Every line containing the string "EnvFilter" should be returned from the records.

Stored items from a collection:
++++++

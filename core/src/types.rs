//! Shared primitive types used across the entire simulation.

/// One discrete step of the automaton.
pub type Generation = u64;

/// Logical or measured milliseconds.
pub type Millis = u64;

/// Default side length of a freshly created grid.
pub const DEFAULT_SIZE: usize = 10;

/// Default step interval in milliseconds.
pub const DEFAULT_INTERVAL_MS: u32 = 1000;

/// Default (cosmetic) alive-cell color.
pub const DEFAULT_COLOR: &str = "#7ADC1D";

++++++

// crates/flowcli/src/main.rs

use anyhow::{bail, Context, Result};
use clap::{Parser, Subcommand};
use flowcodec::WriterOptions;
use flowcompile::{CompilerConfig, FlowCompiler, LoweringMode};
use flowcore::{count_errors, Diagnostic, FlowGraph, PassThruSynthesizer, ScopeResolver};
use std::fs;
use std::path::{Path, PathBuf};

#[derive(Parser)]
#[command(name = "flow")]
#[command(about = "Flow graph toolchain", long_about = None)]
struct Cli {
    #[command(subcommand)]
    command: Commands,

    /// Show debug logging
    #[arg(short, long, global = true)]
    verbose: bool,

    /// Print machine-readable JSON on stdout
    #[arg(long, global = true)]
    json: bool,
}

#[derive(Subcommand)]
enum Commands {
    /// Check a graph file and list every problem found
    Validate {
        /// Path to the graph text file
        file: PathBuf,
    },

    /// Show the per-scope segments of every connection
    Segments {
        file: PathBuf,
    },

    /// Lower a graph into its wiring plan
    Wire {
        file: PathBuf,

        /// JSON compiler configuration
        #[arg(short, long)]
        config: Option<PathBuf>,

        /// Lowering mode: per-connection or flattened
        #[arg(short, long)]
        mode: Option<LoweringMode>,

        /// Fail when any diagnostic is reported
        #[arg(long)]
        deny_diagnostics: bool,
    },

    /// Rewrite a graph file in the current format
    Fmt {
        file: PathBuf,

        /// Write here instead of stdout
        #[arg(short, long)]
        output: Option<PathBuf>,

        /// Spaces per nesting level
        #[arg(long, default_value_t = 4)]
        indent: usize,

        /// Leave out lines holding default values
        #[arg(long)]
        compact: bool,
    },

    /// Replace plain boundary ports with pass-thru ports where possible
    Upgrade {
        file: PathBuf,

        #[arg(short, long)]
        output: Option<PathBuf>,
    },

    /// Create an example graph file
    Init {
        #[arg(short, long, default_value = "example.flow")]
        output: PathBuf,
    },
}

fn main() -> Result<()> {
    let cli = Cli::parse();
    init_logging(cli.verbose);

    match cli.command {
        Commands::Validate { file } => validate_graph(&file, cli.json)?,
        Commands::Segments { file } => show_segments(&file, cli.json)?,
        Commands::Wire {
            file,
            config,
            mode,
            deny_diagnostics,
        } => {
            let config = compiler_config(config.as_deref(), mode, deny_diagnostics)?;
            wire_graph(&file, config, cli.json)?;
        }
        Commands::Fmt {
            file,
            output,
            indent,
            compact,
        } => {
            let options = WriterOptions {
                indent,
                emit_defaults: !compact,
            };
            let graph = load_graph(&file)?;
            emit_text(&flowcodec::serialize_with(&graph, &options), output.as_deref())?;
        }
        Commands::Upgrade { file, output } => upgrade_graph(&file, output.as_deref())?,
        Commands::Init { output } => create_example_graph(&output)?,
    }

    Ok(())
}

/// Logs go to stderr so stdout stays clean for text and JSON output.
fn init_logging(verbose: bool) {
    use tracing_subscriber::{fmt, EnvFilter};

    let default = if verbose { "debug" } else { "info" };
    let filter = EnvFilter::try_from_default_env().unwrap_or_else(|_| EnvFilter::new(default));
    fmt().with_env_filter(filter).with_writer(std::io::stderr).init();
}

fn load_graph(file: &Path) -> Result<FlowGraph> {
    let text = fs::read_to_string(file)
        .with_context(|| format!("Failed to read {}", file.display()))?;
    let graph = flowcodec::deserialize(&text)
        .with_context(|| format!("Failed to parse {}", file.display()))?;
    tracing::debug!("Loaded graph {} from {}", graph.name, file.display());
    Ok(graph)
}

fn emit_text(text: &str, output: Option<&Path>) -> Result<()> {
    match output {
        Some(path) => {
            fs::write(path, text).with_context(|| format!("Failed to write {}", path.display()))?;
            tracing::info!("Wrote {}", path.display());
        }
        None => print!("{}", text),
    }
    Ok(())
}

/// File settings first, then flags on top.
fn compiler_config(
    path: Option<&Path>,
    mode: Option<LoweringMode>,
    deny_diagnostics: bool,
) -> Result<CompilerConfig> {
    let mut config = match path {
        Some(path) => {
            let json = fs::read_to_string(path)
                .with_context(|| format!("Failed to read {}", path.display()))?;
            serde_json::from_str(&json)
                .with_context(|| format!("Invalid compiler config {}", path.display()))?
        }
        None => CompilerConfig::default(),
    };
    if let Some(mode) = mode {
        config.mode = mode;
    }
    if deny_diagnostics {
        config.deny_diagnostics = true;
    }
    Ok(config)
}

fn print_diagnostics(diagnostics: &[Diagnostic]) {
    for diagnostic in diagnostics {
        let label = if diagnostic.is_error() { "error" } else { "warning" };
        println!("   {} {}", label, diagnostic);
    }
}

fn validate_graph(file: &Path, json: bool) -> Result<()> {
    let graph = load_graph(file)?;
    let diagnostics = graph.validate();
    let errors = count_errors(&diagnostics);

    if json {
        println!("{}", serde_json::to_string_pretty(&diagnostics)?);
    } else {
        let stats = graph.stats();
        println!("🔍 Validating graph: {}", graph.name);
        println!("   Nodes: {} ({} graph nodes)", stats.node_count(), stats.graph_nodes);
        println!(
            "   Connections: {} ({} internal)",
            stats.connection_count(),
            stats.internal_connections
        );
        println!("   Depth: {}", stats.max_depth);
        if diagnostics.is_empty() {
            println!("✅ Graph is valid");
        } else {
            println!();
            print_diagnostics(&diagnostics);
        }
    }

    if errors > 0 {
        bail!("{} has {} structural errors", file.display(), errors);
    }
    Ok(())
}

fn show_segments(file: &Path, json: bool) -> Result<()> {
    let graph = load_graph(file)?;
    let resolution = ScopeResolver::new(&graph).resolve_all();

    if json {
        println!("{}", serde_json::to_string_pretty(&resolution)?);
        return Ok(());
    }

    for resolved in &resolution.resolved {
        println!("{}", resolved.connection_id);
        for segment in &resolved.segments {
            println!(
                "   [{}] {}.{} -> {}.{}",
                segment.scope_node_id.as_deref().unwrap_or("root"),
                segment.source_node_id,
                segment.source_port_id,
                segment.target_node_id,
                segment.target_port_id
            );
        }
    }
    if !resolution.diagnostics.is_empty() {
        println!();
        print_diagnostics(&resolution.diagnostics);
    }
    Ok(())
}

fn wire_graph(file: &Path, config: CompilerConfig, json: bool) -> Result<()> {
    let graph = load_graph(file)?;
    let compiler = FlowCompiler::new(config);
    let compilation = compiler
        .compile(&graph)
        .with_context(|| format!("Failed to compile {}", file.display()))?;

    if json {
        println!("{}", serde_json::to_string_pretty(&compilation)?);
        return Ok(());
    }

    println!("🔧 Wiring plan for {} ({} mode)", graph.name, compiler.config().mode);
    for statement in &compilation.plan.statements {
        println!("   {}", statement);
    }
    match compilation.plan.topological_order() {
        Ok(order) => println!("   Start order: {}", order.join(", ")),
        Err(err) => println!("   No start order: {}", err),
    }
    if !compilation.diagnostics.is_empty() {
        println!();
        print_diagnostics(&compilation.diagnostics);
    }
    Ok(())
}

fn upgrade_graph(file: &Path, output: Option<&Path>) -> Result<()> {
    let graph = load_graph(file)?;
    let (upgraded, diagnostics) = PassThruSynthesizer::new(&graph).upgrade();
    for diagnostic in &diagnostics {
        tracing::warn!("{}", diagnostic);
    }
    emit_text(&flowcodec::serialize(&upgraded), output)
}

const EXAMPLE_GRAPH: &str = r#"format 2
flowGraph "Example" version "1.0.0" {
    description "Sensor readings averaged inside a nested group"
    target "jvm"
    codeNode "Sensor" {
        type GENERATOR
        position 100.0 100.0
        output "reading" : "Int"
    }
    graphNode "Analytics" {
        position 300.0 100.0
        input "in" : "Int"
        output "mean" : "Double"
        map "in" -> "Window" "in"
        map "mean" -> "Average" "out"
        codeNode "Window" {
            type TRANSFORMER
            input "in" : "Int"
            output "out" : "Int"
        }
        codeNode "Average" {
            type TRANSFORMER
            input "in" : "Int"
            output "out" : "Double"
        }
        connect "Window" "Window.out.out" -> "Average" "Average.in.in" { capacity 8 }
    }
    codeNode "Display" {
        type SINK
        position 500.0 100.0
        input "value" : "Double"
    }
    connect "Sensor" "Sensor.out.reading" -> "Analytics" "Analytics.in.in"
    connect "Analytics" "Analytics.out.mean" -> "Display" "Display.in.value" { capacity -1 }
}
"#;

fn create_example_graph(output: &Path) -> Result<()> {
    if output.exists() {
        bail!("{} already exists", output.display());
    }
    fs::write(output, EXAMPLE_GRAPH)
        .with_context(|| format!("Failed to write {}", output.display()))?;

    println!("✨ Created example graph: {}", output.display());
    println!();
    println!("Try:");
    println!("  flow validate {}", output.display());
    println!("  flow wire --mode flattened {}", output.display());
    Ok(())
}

++++++

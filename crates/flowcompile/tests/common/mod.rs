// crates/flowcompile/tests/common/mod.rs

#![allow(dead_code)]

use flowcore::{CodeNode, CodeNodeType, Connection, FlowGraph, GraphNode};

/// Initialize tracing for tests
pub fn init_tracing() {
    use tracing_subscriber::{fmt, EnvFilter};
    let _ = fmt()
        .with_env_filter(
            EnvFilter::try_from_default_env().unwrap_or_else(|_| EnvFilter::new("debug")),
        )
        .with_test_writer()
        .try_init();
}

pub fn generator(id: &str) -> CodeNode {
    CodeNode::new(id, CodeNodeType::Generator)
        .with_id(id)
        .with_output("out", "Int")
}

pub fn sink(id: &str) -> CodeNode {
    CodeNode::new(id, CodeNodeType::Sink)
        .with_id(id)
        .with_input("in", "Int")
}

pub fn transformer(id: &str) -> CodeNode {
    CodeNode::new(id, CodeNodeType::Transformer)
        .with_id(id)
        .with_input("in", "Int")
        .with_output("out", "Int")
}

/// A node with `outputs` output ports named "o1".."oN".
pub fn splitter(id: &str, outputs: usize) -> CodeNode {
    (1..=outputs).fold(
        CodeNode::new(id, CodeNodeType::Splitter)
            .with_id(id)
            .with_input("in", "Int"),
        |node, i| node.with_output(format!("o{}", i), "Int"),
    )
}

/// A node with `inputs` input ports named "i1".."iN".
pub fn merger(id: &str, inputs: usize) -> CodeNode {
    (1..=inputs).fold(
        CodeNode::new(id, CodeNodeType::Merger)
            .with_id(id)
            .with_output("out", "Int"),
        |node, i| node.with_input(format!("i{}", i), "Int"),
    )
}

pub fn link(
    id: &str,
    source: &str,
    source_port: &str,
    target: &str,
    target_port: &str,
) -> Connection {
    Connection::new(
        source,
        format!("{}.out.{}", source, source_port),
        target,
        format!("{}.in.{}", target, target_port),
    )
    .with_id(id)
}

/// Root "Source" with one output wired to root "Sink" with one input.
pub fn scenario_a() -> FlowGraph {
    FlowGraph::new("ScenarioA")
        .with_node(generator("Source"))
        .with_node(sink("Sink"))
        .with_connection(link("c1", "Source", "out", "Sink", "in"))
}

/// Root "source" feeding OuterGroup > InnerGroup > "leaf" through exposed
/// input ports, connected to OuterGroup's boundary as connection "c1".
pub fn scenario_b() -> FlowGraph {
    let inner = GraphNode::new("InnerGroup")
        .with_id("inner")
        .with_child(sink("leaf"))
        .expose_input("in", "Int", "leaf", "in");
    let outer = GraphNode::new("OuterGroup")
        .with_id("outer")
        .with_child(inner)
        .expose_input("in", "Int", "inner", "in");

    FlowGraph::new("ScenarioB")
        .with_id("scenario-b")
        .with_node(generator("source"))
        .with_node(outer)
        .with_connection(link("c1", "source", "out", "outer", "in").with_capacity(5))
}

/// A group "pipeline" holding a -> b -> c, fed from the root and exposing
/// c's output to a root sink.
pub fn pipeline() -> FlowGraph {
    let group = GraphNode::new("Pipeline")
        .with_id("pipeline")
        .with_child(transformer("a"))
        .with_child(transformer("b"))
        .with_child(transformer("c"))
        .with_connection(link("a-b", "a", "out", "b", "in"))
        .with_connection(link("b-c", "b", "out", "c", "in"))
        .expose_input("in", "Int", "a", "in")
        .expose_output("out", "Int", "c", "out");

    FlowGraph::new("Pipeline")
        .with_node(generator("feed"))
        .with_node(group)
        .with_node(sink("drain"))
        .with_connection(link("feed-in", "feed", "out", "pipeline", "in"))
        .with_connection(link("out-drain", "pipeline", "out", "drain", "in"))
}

++++++

**Result for this exercise**:
    use tracing_subscriber::{fmt, EnvFilter};
    let filter = EnvFilter::try_from_default_env().unwrap_or_else(|_| EnvFilter::new(default));
    use tracing_subscriber::{fmt, EnvFilter};
            EnvFilter::try_from_default_env().unwrap_or_else(|_| EnvFilter::new("debug")),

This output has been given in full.